Authors: Chao-Chun Hsu, Chenhao Tan
Paper reference: https://arxiv.org/pdf/2109.06896.pdf

Contribution

This paper proposes a decision-focused summarization which summarizes relevant information for a decision. The goal is to build a summary by selecting representative sentences that lead to similar model (leveraging a predictive model) decisions as using the full text while accounting for textual non-redundancy.

Details

Problem Formulation

Decision-focused summarization task is to identify the most relevant information $\tilde{X}$ from the input $X$ for a particular decision $y$ as a summary in support of human decision making. There also exists a training set analogous to supervised learning (for a predictive model $f$), $D_{train} = \{(X_i , y_i)\}$, which can provide insights on the relation between the text and the decision.

Dataset

A future rating prediction task using Yelp. For each restaurant in Yelp, define $X$ as the text of the first $k=10$ reviews and $y$ is the average rating of the first $t=50$ reviews where $t \gt k$ so that the task is to forecast future ratings. The problem is to select sentences from a restaurant’s first 10 reviews in support of predicting its future rating after 50 reviews.

DecSum

The goal of the approach is to:
(1) develop a model $f$ (Longformer in the paper) to make the decision $y = f(X)$;
(2) build summaries that can support $f$ in decision making and account for properties in text-only summarization.

Decision-focues summaries should satisfy:
(1) Decision Faithfulness. The selected sentences should lead to similar decisions as the full text: $f(\tilde{X}) \simeq f(X)$: $$ \mathcal{L}_{\mathrm{F}}(\tilde{X}, X, f)=\log |f(\tilde{X})-f(X)| $$

(2) Decision representativeness.
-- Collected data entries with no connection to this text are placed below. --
use axum::{
    http::StatusCode,
    response::{IntoResponse, Response},
    Json,
};
use serde_json::json;
use thiserror::Error;
use tracing::error;

use crate::services::store::StoreError;

#[derive(Debug, Error)]
pub enum AppError {
    #[error("{0}")]
    Validation(String),

    #[error("{0}")]
    NotFound(String),

    #[error("{0}")]
    Conflict(String),

    #[error("Store error: {0}")]
    Store(#[from] StoreError),
}

impl AppError {
    pub fn status_code(&self) -> StatusCode {
        match self {
            AppError::Validation(_) => StatusCode::BAD_REQUEST,
            AppError::NotFound(_) => StatusCode::NOT_FOUND,
            AppError::Conflict(_) => StatusCode::CONFLICT,
            AppError::Store(_) => StatusCode::INTERNAL_SERVER_ERROR,
        }
    }

    pub fn code(&self) -> &'static str {
        match self {
            AppError::Validation(_) => "VALIDATION_ERROR",
            AppError::NotFound(_) => "RESOURCE_NOT_FOUND",
            AppError::Conflict(_) => "CONFLICT",
            AppError::Store(_) => "INTERNAL_SERVER_ERROR",
        }
    }
}

impl IntoResponse for AppError {
    fn into_response(self) -> Response {
        // Storage details stay in the logs
        let message = match &self {
            AppError::Store(err) => {
                error!("Request failed with store error: {}", err);
                "An internal server error occurred".to_string()
            }
            other => other.to_string(),
        };

        let body = Json(json!({
            "error": {
                "code": self.code(),
                "message": message,
            }
        }));

        (self.status_code(), body).into_response()
    }
}

pub type AppResult<T> = Result<T, AppError>;
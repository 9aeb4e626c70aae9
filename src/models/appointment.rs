use chrono::{DateTime, Duration, Utc};
use serde::{Deserialize, Serialize};
use std::fmt;

#[derive(Debug, Clone, Copy, PartialEq, Eq, Hash, Serialize, Deserialize)]
#[serde(rename_all = "kebab-case")]
pub enum AppointmentStatus {
    Pending,
    Confirmed,
    Completed,
    Cancelled,
    NoShow,
}

impl AppointmentStatus {
    pub fn as_str(&self) -> &'static str {
        match self {
            AppointmentStatus::Pending => "pending",
            AppointmentStatus::Confirmed => "confirmed",
            AppointmentStatus::Completed => "completed",
            AppointmentStatus::Cancelled => "cancelled",
            AppointmentStatus::NoShow => "no-show",
        }
    }

    /// Every status except `cancelled` keeps the chair occupied.
    pub fn blocks_slot(&self) -> bool {
        !matches!(self, AppointmentStatus::Cancelled)
    }

    pub fn is_terminal(&self) -> bool {
        matches!(
            self,
            AppointmentStatus::Completed | AppointmentStatus::Cancelled | AppointmentStatus::NoShow
        )
    }

    pub fn can_transition_to(&self, next: AppointmentStatus) -> bool {
        use AppointmentStatus::*;

        matches!(
            (self, next),
            (Pending, Confirmed)
                | (Pending, Cancelled)
                | (Pending, NoShow)
                | (Confirmed, Completed)
                | (Confirmed, Cancelled)
                | (Confirmed, NoShow)
        )
    }
}

impl fmt::Display for AppointmentStatus {
    fn fmt(&self, f: &mut fmt::Formatter<'_>) -> fmt::Result {
        f.write_str(self.as_str())
    }
}

// Stored appointment, one CSV row per appointment
#[derive(Debug, Clone, PartialEq, Eq, Serialize, Deserialize)]
#[serde(rename_all = "camelCase")]
pub struct Appointment {
    pub id: String,
    pub booking_number: String,
    pub stylist_id: String,
    pub service_id: Option<String>,
    pub customer_name: Option<String>,
    pub start: DateTime<Utc>,
    pub duration_minutes: u32,
    pub status: AppointmentStatus,
    pub created_at: DateTime<Utc>,
    pub updated_at: DateTime<Utc>,
}

impl Appointment {
    pub fn end(&self) -> DateTime<Utc> {
        self.start + Duration::minutes(i64::from(self.duration_minutes))
    }
}

/// Query used by the data-access layer. Unset fields do not filter.
#[derive(Debug, Clone, Default, PartialEq, Eq)]
pub struct AppointmentFilter {
    pub stylist_id: Option<String>,
    /// Inclusive lower bound on the start time.
    pub starts_from: Option<DateTime<Utc>>,
    /// Exclusive upper bound on the start time.
    pub starts_before: Option<DateTime<Utc>>,
    pub exclude_statuses: Vec<AppointmentStatus>,
}

impl AppointmentFilter {
    pub fn matches(&self, appointment: &Appointment) -> bool {
        self.stylist_id
            .as_ref()
            .map_or(true, |id| *id == appointment.stylist_id)
            && self.starts_from.map_or(true, |from| appointment.start >= from)
            && self
                .starts_before
                .map_or(true, |before| appointment.start < before)
            && !self.exclude_statuses.contains(&appointment.status)
    }
}

// Request body for booking an appointment
#[derive(Debug, Clone, Deserialize, Serialize)]
#[serde(rename_all = "camelCase")]
pub struct BookingRequest {
    pub stylist_id: String,
    pub service_id: Option<String>,
    pub customer_name: Option<String>,
    /// RFC 3339 start time.
    pub start: String,
    pub duration_minutes: Option<u32>,
}

// Request body for a status transition
#[derive(Debug, Clone, Deserialize, Serialize)]
#[serde(rename_all = "camelCase")]
pub struct StatusChangeRequest {
    pub status: AppointmentStatus,
    pub reason: Option<String>,
}

#[derive(Debug, Clone, PartialEq, Eq, Serialize, Deserialize)]
#[serde(rename_all = "camelCase")]
pub struct StatusChange {
    pub appointment_id: String,
    pub previous_status: AppointmentStatus,
    pub status: AppointmentStatus,
    pub changed_at: DateTime<Utc>,
    pub reason: String,
}

// Response structure for appointment lookups
#[derive(Debug, Serialize)]
#[serde(rename_all = "camelCase")]
pub struct AppointmentDetails {
    #[serde(flatten)]
    pub appointment: Appointment,
    pub end: DateTime<Utc>,
    pub status_history: Vec<StatusChange>,
}

#[derive(Debug, Serialize)]
#[serde(rename_all = "camelCase")]
pub struct AppointmentList {
    pub stylist_id: String,
    pub date: String,
    pub total_count: usize,
    pub page: usize,
    pub page_size: usize,
    pub appointments: Vec<Appointment>,
}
The decision distribution of the summary (selected sentenes) $\hat{Y}_{\tilde{X}}=\{f(x) \mid x \in \tilde{X}\}$ should be close to the decision distribution of all sentences in the full text $\hat{Y}_{X}=\{f(x) \mid x \in X\} .$ The second loss function is the logarithm of the Wasserstein distance: $$ \mathcal{L}_{\mathrm{R}}(\tilde{X}, X, f)=\log \left(W\left(\hat{Y}_{\tilde{X}}, \hat{Y}_{X}\right)\right) $$

(3) Textual non-redundancy. The selected sentences should capture diverse contents and provide an overview of the textual information in the input text: $$ \mathcal{L}_{\mathrm{D}}(\tilde{X})=\sum_{x \in \tilde{X}} \max_{x^{\prime} \in \tilde{X}-{x}} \operatorname{cossim}\left(s(x), s\left(x^{\prime}\right)\right) $$

where the cosine similarity is based on SentBERT sentence representation. The final objective function consists of the above three parts: $$ \mathcal{L}(\tilde{X}, X, f)=\alpha \mathcal{L}_{\mathrm{F}}(\tilde{X}, X, f)+\beta \mathcal{L}_{\mathrm{R}}(\tilde{X}, X, f)+\gamma \mathcal{L}_{\mathrm{D}}(\tilde{X}), $$ where $\alpha, \beta, \gamma$ control the tradeoff between the three desiderata.

Implementation

Greedily selects a sentence (with beam search) that minimizes the loss function.

Results

The paper considers servral baselines to extract partial inputs as explanation:

  • Text-only summarization baselines such as PreSumm (an extractive summarization method), BERT, randomly select sents;
  • Attribution methods such as IG, attention to rank and select sentences.

Experiments show that baselines are not faithful ($\log |f(\tilde{X})-f(X)|$ is big)


Footnote: The distance between $\hat{Y}_{\tilde{X}}$ and $\hat{Y}_{X}$ is measured by Wasserstein Distance: $$W(\hat{Y}_{\tilde{X}}, \hat{Y}_{X})=\inf_{\gamma \in \Gamma\left(\hat{Y}_{\tilde{X}}, \hat{Y}_{X}\right)} \int_{\mathbb{R} \times \mathbb{R}} | f-f^{\prime}|| d \gamma\left(f, f^{\prime}\right),$$ where $\Gamma (\hat{Y}_{\tilde{X}}, \hat{Y}_{X})$ denotes the collection of all measures on $\mathbb{R} \times \mathbb{R}$ with marginals $\hat{Y}_{\tilde{X}}$ and $\hat{Y}_{X}$ on the first and second factors respectively.